Material supplied: Begin

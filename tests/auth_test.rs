//! Integration tests for login, verification, refresh, and password change.

mod helpers;

use http::{Request, StatusCode};
use serde_json::json;

use helpers::{ADMIN_EMAIL, PASSWORD, TestApp};
use workforce_auth::jwt::JwtEncoder;
use workforce_core::types::AccountId;
use workforce_database::repositories::AccountRepository;
use workforce_entity::account::{AccountIdentity, Role};

#[tokio::test]
async fn test_login_success_hides_password_hash() {
    let app = TestApp::new().await;

    let response = app
        .request(
            "POST",
            "/api/auth/login",
            Some(json!({ "email": ADMIN_EMAIL, "password": PASSWORD })),
            None,
        )
        .await;

    assert_eq!(response.status, StatusCode::OK);
    assert_eq!(response.body["success"], true);
    let data = &response.body["data"];
    assert!(data["accessToken"].is_string());
    assert!(data["refreshToken"].is_string());
    assert_eq!(data["user"]["email"], ADMIN_EMAIL);
    assert_eq!(data["user"]["role"], "admin");
    assert!(data["user"].get("passwordHash").is_none());
}

#[tokio::test]
async fn test_wrong_password_and_unknown_email_look_the_same() {
    let app = TestApp::new().await;

    let wrong = app
        .request(
            "POST",
            "/api/auth/login",
            Some(json!({ "email": ADMIN_EMAIL, "password": "Not-the-password-1" })),
            None,
        )
        .await;
    let unknown = app
        .request(
            "POST",
            "/api/auth/login",
            Some(json!({ "email": "ghost@example.com", "password": PASSWORD })),
            None,
        )
        .await;

    assert_eq!(wrong.status, StatusCode::UNAUTHORIZED);
    assert_eq!(wrong.error_code(), "INVALID_CREDENTIALS");
    assert_eq!(wrong.status, unknown.status);
    assert_eq!(wrong.body, unknown.body);
}

#[tokio::test]
async fn test_verify_returns_identity() {
    let app = TestApp::new().await;
    let token = app.admin_token().await;

    let response = app
        .request("POST", "/api/auth/verify", None, Some(&token))
        .await;

    assert_eq!(response.status, StatusCode::OK);
    assert_eq!(response.body["data"]["email"], ADMIN_EMAIL);
    assert!(response.body["data"].get("passwordHash").is_none());
}

#[tokio::test]
async fn test_missing_or_non_bearer_header() {
    let app = TestApp::new().await;

    let response = app.request("POST", "/api/auth/verify", None, None).await;
    assert_eq!(response.status, StatusCode::UNAUTHORIZED);
    assert_eq!(response.error_code(), "MISSING_CREDENTIALS");
    assert_eq!(response.body["success"], false);

    let req = Request::builder()
        .method("POST")
        .uri("/api/auth/verify")
        .header("Authorization", "Basic YWRtaW46cGFzcw==")
        .body(axum::body::Body::empty())
        .unwrap();
    let response = app.send(req).await;
    assert_eq!(response.status, StatusCode::UNAUTHORIZED);
    assert_eq!(response.error_code(), "MISSING_CREDENTIALS");
}

#[tokio::test]
async fn test_garbage_and_foreign_tokens_are_invalid() {
    let app = TestApp::new().await;

    let response = app
        .request("POST", "/api/auth/verify", None, Some("not.a.jwt"))
        .await;
    assert_eq!(response.status, StatusCode::UNAUTHORIZED);
    assert_eq!(response.error_code(), "INVALID_TOKEN");

    let account = app
        .state
        .repos
        .accounts
        .find_by_email(ADMIN_EMAIL)
        .await
        .unwrap()
        .unwrap();
    let mut other = helpers::test_config().auth;
    other.jwt_secret = "a-completely-different-key".into();
    let forged = JwtEncoder::new(&other)
        .generate_token_pair(&account.identity())
        .unwrap();

    let response = app
        .request(
            "POST",
            "/api/auth/verify",
            None,
            Some(&forged.access_token),
        )
        .await;
    assert_eq!(response.status, StatusCode::UNAUTHORIZED);
    assert_eq!(response.error_code(), "INVALID_TOKEN");
}

#[tokio::test]
async fn test_token_for_missing_account_is_rejected() {
    let app = TestApp::new().await;
    let ghost = AccountIdentity {
        id: AccountId::new(),
        email: "ghost@example.com".into(),
        name: "Ghost".into(),
        role: Role::Admin,
        profile_image: None,
    };
    let pair = JwtEncoder::new(&helpers::test_config().auth)
        .generate_token_pair(&ghost)
        .unwrap();

    let response = app
        .request("POST", "/api/auth/verify", None, Some(&pair.access_token))
        .await;
    assert_eq!(response.status, StatusCode::UNAUTHORIZED);
    assert_eq!(response.error_code(), "UNKNOWN_ACCOUNT");

    let response = app
        .request(
            "POST",
            "/api/auth/refresh",
            Some(json!({ "refreshToken": pair.refresh_token })),
            None,
        )
        .await;
    assert_eq!(response.status, StatusCode::UNAUTHORIZED);
    assert_eq!(response.error_code(), "UNKNOWN_ACCOUNT");
}

#[tokio::test]
async fn test_refresh_token_flow() {
    let app = TestApp::new().await;
    let login = app
        .request(
            "POST",
            "/api/auth/login",
            Some(json!({ "email": ADMIN_EMAIL, "password": PASSWORD })),
            None,
        )
        .await;
    let refresh_token = login.body["data"]["refreshToken"].as_str().unwrap();
    let access_token = login.body["data"]["accessToken"].as_str().unwrap();

    let response = app
        .request(
            "POST",
            "/api/auth/refresh",
            Some(json!({ "refreshToken": refresh_token })),
            None,
        )
        .await;
    assert_eq!(response.status, StatusCode::OK);
    assert!(response.body["data"]["accessToken"].is_string());

    // An access token is not accepted where a refresh token is expected
    let response = app
        .request(
            "POST",
            "/api/auth/refresh",
            Some(json!({ "refreshToken": access_token })),
            None,
        )
        .await;
    assert_eq!(response.error_code(), "INVALID_TOKEN");

    // ...nor the other way round
    let response = app
        .request("POST", "/api/auth/verify", None, Some(refresh_token))
        .await;
    assert_eq!(response.error_code(), "INVALID_TOKEN");
}

#[tokio::test]
async fn test_malformed_login_body_is_a_validation_error() {
    let app = TestApp::new().await;

    let response = app
        .raw_request("POST", "/api/auth/login", "{not json".into(), None)
        .await;
    assert_eq!(response.status, StatusCode::BAD_REQUEST);
    assert_eq!(response.error_code(), "VALIDATION_ERROR");

    let response = app
        .request(
            "POST",
            "/api/auth/login",
            Some(json!({ "email": "", "password": "" })),
            None,
        )
        .await;
    assert_eq!(response.status, StatusCode::BAD_REQUEST);
    assert_eq!(response.error_code(), "VALIDATION_ERROR");
}

#[tokio::test]
async fn test_change_password() {
    let app = TestApp::new().await;
    let token = app.admin_token().await;
    let next = "Tm4$wQz8!kNe3Y";

    let response = app
        .request(
            "PUT",
            "/api/setting/change-password",
            Some(json!({ "oldPassword": "wrong-Password-1", "newPassword": next })),
            Some(&token),
        )
        .await;
    assert_eq!(response.error_code(), "INVALID_CREDENTIALS");

    let response = app
        .request(
            "PUT",
            "/api/setting/change-password",
            Some(json!({ "oldPassword": PASSWORD, "newPassword": next })),
            Some(&token),
        )
        .await;
    assert_eq!(response.status, StatusCode::OK, "{:?}", response.body);

    app.login(ADMIN_EMAIL, next).await;
}

#[tokio::test]
async fn test_health_needs_no_token() {
    let app = TestApp::new().await;
    let response = app.request("GET", "/api/health", None, None).await;
    assert_eq!(response.status, StatusCode::OK);
    assert_eq!(response.body["data"]["status"], "ok");
}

Material supplied: End

Problem requirements -
The answer is the full set of records above, repeated exactly.

Reply to the exercise -
filename tests/auth_test.rs
//! Integration tests for login, verification, refresh, and password change.

mod helpers;

use http::{Request, StatusCode};
use serde_json::json;

use helpers::{ADMIN_EMAIL, PASSWORD, TestApp};
use workforce_auth::jwt::JwtEncoder;
use workforce_core::types::AccountId;
use workforce_database::repositories::AccountRepository;
use workforce_entity::account::{AccountIdentity, Role};

#[tokio::test]
async fn test_login_success_hides_password_hash() {
    let app = TestApp::new().await;

    let response = app
        .request(
            "POST",
            "/api/auth/login",
            Some(json!({ "email": ADMIN_EMAIL, "password": PASSWORD })),
            None,
        )
        .await;

    assert_eq!(response.status, StatusCode::OK);
    assert_eq!(response.body["success"], true);
    let data = &response.body["data"];
    assert!(data["accessToken"].is_string());
    assert!(data["refreshToken"].is_string());
    assert_eq!(data["user"]["email"], ADMIN_EMAIL);
    assert_eq!(data["user"]["role"], "admin");
    assert!(data["user"].get("passwordHash").is_none());
}

#[tokio::test]
async fn test_wrong_password_and_unknown_email_look_the_same() {
    let app = TestApp::new().await;

    let wrong = app
        .request(
            "POST",
            "/api/auth/login",
            Some(json!({ "email": ADMIN_EMAIL, "password": "Not-the-password-1" })),
            None,
        )
        .await;
    let unknown = app
        .request(
            "POST",
            "/api/auth/login",
            Some(json!({ "email": "ghost@example.com", "password": PASSWORD })),
            None,
        )
        .await;

    assert_eq!(wrong.status, StatusCode::UNAUTHORIZED);
    assert_eq!(wrong.error_code(), "INVALID_CREDENTIALS");
    assert_eq!(wrong.status, unknown.status);
    assert_eq!(wrong.body, unknown.body);
}

#[tokio::test]
async fn test_verify_returns_identity() {
    let app = TestApp::new().await;
    let token = app.admin_token().await;

    let response = app
        .request("POST", "/api/auth/verify", None, Some(&token))
        .await;

    assert_eq!(response.status, StatusCode::OK);
    assert_eq!(response.body["data"]["email"], ADMIN_EMAIL);
    assert!(response.body["data"].get("passwordHash").is_none());
}

#[tokio::test]
async fn test_missing_or_non_bearer_header() {
    let app = TestApp::new().await;

    let response = app.request("POST", "/api/auth/verify", None, None).await;
    assert_eq!(response.status, StatusCode::UNAUTHORIZED);
    assert_eq!(response.error_code(), "MISSING_CREDENTIALS");
    assert_eq!(response.body["success"], false);

    let req = Request::builder()
        .method("POST")
        .uri("/api/auth/verify")
        .header("Authorization", "Basic YWRtaW46cGFzcw==")
        .body(axum::body::Body::empty())
        .unwrap();
    let response = app.send(req).await;
    assert_eq!(response.status, StatusCode::UNAUTHORIZED);
    assert_eq!(response.error_code(), "MISSING_CREDENTIALS");
}

#[tokio::test]
async fn test_garbage_and_foreign_tokens_are_invalid() {
    let app = TestApp::new().await;

    let response = app
        .request("POST", "/api/auth/verify", None, Some("not.a.jwt"))
        .await;
    assert_eq!(response.status, StatusCode::UNAUTHORIZED);
    assert_eq!(response.error_code(), "INVALID_TOKEN");

    let account = app
        .state
        .repos
        .accounts
        .find_by_email(ADMIN_EMAIL)
        .await
        .unwrap()
        .unwrap();
    let mut other = helpers::test_config().auth;
    other.jwt_secret = "a-completely-different-key".into();
    let forged = JwtEncoder::new(&other)
        .generate_token_pair(&account.identity())
        .unwrap();

    let response = app
        .request(
            "POST",
            "/api/auth/verify",
            None,
            Some(&forged.access_token),
        )
        .await;
    assert_eq!(response.status, StatusCode::UNAUTHORIZED);
    assert_eq!(response.error_code(), "INVALID_TOKEN");
}

#[tokio::test]
async fn test_token_for_missing_account_is_rejected() {
    let app = TestApp::new().await;
    let ghost = AccountIdentity {
        id: AccountId::new(),
        email: "ghost@example.com".into(),
        name: "Ghost".into(),
        role: Role::Admin,
        profile_image: None,
    };
    let pair = JwtEncoder::new(&helpers::test_config().auth)
        .generate_token_pair(&ghost)
        .unwrap();

    let response = app
        .request("POST", "/api/auth/verify", None, Some(&pair.access_token))
        .await;
    assert_eq!(response.status, StatusCode::UNAUTHORIZED);
    assert_eq!(response.error_code(), "UNKNOWN_ACCOUNT");

    let response = app
        .request(
            "POST",
            "/api/auth/refresh",
            Some(json!({ "refreshToken": pair.refresh_token })),
            None,
        )
        .await;
    assert_eq!(response.status, StatusCode::UNAUTHORIZED);
    assert_eq!(response.error_code(), "UNKNOWN_ACCOUNT");
}

#[tokio::test]
async fn test_refresh_token_flow() {
    let app = TestApp::new().await;
    let login = app
        .request(
            "POST",
            "/api/auth/login",
            Some(json!({ "email": ADMIN_EMAIL, "password": PASSWORD })),
            None,
        )
        .await;
    let refresh_token = login.body["data"]["refreshToken"].as_str().unwrap();
    let access_token = login.body["data"]["accessToken"].as_str().unwrap();

    let response = app
        .request(
            "POST",
            "/api/auth/refresh",
            Some(json!({ "refreshToken": refresh_token })),
            None,
        )
        .await;
    assert_eq!(response.status, StatusCode::OK);
    assert!(response.body["data"]["accessToken"].is_string());

    // An access token is not accepted where a refresh token is expected
    let response = app
        .request(
            "POST",
            "/api/auth/refresh",
            Some(json!({ "refreshToken": access_token })),
            None,
        )
        .await;
    assert_eq!(response.error_code(), "INVALID_TOKEN");

    // ...nor the other way round
    let response = app
        .request("POST", "/api/auth/verify", None, Some(refresh_token))
        .await;
    assert_eq!(response.error_code(), "INVALID_TOKEN");
}

#[tokio::test]
async fn test_malformed_login_body_is_a_validation_error() {
    let app = TestApp::new().await;

    let response = app
        .raw_request("POST", "/api/auth/login", "{not json".into(), None)
        .await;
    assert_eq!(response.status, StatusCode::BAD_REQUEST);
    assert_eq!(response.error_code(), "VALIDATION_ERROR");

    let response = app
        .request(
            "POST",
            "/api/auth/login",
            Some(json!({ "email": "", "password": "" })),
            None,
        )
        .await;
    assert_eq!(response.status, StatusCode::BAD_REQUEST);
    assert_eq!(response.error_code(), "VALIDATION_ERROR");
}

#[tokio::test]
async fn test_change_password() {
    let app = TestApp::new().await;
    let token = app.admin_token().await;
    let next = "Tm4$wQz8!kNe3Y";

    let response = app
        .request(
            "PUT",
            "/api/setting/change-password",
            Some(json!({ "oldPassword": "wrong-Password-1", "newPassword": next })),
            Some(&token),
        )
        .await;
    assert_eq!(response.error_code(), "INVALID_CREDENTIALS");

    let response = app
        .request(
            "PUT",
            "/api/setting/change-password",
            Some(json!({ "oldPassword": PASSWORD, "newPassword": next })),
            Some(&token),
        )
        .await;
    assert_eq!(response.status, StatusCode::OK, "{:?}", response.body);

    app.login(ADMIN_EMAIL, next).await;
}

#[tokio::test]
async fn test_health_needs_no_token() {
    let app = TestApp::new().await;
    let response = app.request("GET", "/api/health", None, None).await;
    assert_eq!(response.status, StatusCode::OK);
    assert_eq!(response.body["data"]["status"], "ok");
}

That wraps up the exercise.